Gunrunner you need to order a set of these for the Z axis hand crank. Bill did you just spit coffee on your monitor? :rofl:

View attachment 253356


----------



## Smithdoor (Jul 24, 2016)

Manual from UK
Note it works on 230 volt
The best one I can find
http://www.drapertools.com/products/manuals/32728ins.pdf


----------



## Smithdoor (Jul 25, 2016)

FYI on breaker using on small 120 volt welder this work most
Manufacturer said only use 20 amp do not 30 amp

http://www.askforney.com/files/6414/5997/8717/TB-0001_Circuit_Breaker_Use_Info.pdf


----------



## Smithdoor (Aug 4, 2016)

Note the best setting a have found that does not trip the house breaker is
Max 1 note my house voltage is 122 volts and the voltage on the welder is 110 volt
The OC voltage at this setting is 36 volts

The OC voltages at 122 volts is
MIN 1 = 30 volts
MIN 2 = 33 volts
Max 1 = 36 volts
Max 2 = 40 volts


Calculate for other voltages for OC voltage

Input voltage= 115.0

Min 1 28.3
Min 2 31.1
Max 1 33.9
Max 2 37.7

Input voltage= 120.0

Min 1 29.5
Min 2 32.5
Max 1 35.4
Max 2 39.3

Input voltage= 125.0

Min 1 30.7
Min 2 33.8
Max 1 36.9
Max 2 41.0

Hope this help some one

Dave


----------



## Smithdoor (Sep 2, 2016)

Smithdoor said:


> Manual from UK
> Note it works on 230 volt
> The best one I can find
> http://www.drapertools.com/products/manuals/32728ins.pdf


----------



## Smithdoor (Sep 2, 2016)

I have upload a copy of the Manual 

Page 11 and 12 have additional information on duty cycle and voltage


----------



## filewizard (Sep 25, 2016)

thank you so much for the manual mine didnt come with one..... i really wish they would give a good settings chart for with machine works pretty good but hell to a spool of wire to get all setting worked out


----------



## Smithdoor (Sep 26, 2016)

I have found for 1/8 to 1/4  steel welding.
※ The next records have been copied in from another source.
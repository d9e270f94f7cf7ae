//! Yardcam Server
//!
//! Receives yard captures, extracts container numbers, ISO codes, plates and
//! colors, and keeps one photo batch per subject and location.

use std::net::SocketAddr;
use std::sync::Arc;

use anyhow::Context;
use tokio::signal;
use tracing_subscriber::{layer::SubscriberExt, util::SubscriberInitExt};

use yardcam_server::config::{Config, StorageProvider};
use yardcam_server::db;
use yardcam_server::recognition::ExtractionGateway;
use yardcam_server::routes;
use yardcam_server::state::AppState;
use yardcam_server::storage::{BlobStorage, LocalBlobStorage, S3BlobStorage, S3Client};

#[tokio::main]
async fn main() -> anyhow::Result<()> {
    // Initialize tracing
    tracing_subscriber::registry()
        .with(
            tracing_subscriber::EnvFilter::try_from_default_env()
                .unwrap_or_else(|_| "yardcam_server=debug,tower_http=debug".into()),
        )
        .with(tracing_subscriber::fmt::layer())
        .init();

    // Load configuration
    dotenvy::dotenv().ok();

    let config = Config::from_env().unwrap_or_else(|e| {
        tracing::warn!("Failed to load config from env: {}, using defaults", e);
        Config::default()
    });

    tracing::info!("Starting Yardcam Server v{}", env!("CARGO_PKG_VERSION"));

    // Initialize blob storage
    let blobs: Arc<dyn BlobStorage> = match config.storage.provider {
        StorageProvider::Local => {
            tracing::info!("Blob storage: local at {}", config.storage.local_path.display());
            Arc::new(LocalBlobStorage::new(config.storage.local_path.clone()))
        }
        _ => {
            tracing::info!("S3 endpoint: {}", config.storage.endpoint);
            tracing::info!("S3 bucket: {}", config.storage.bucket);
            let client = S3Client::new(&config.storage)
                .await
                .context("Failed to initialize S3 client")?;
            Arc::new(S3BlobStorage::new(client))
        }
    };

    // Initialize database
    let db_pool = db::create_pool(&config.database.url)
        .await
        .context("Failed to initialize database")?;
    tracing::info!("Database initialized at {}", config.database.url);

    let gateway = ExtractionGateway::from_config(&config.providers);

    let addr: SocketAddr = format!("{}:{}", config.server.host, config.server.port)
        .parse()
        .context("Invalid server address")?;

    let app_state = AppState::new(config, blobs, db_pool, gateway);
    let app = routes::app(app_state);

    // Start server with graceful shutdown
    tracing::info!("Yardcam Server listening on {}", addr);

    let listener = tokio::net::TcpListener::bind(addr)
        .await
        .with_context(|| format!("Failed to bind {}", addr))?;

    axum::serve(listener, app)
        .with_graceful_shutdown(shutdown_signal())
        .await?;

    tracing::info!("Server shutdown complete");
    Ok(())
}

/// Graceful shutdown signal handler
async fn shutdown_signal() {
    let ctrl_c = async {
        if let Err(e) = signal::ctrl_c().await {
            tracing::error!("Failed to install Ctrl+C handler: {}", e);
            std::future::pending::<()>().await;
        }
    };

    #[cfg(unix)]
    let terminate = async {
        match signal::unix::signal(signal::unix::SignalKind::terminate()) {
            Ok(mut sig) => {
                sig.recv().await;
            }
            Err(e) => {
                tracing::error!("Failed to install SIGTERM handler: {}", e);
                std::future::pending::<()>().await;
            }
        }
    };

    #[cfg(not(unix))]
    let terminate = std::future::pending::<()>();

    tokio::select! {
        _ = ctrl_c => {
            tracing::info!("Received Ctrl+C, starting graceful shutdown...");
        },
        _ = terminate => {
            tracing::info!("Received SIGTERM, starting graceful shutdown...");
        },
    }
}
A setting of 4 1/2 on wire speed and OCV 35 to 37 for voltage. works ever time with out flipping the breaker
Check your open circuit voltage (*OCV*). The *OCV* is the voltage measured across the terminals when not *welding

You may not be able to use the highest setting do to your shop voltage
See the last  page

Dave*





filewizard said:


> thank you so much for the manual mine didnt come with one..... i really wish they would give a good settings chart for with machine works pretty good but hell to a spool of wire to get all setting worked out


----------



## Smithdoor (Sep 26, 2016)

Up date on manual
Add setting and 110 volt amp


----------



## Smithdoor (Sep 27, 2016)

The manual that came with the welder was for the UK using 220 volts.
I have email the MFG that there is a error on the manual for input volts and amps they will fix error some day.
The line input for  circuit voltage  110 volt 20 amp.  Note: The most of USA 120 volt [115 to 125 volts]
The pdf file has voltage error fixed

Dave



filewizard said:


> thank you so much for the manual mine didnt come with one..... i really wish they would give a good settings chart for with machine works pretty good but hell to a spool of wire to get all setting worked out


----------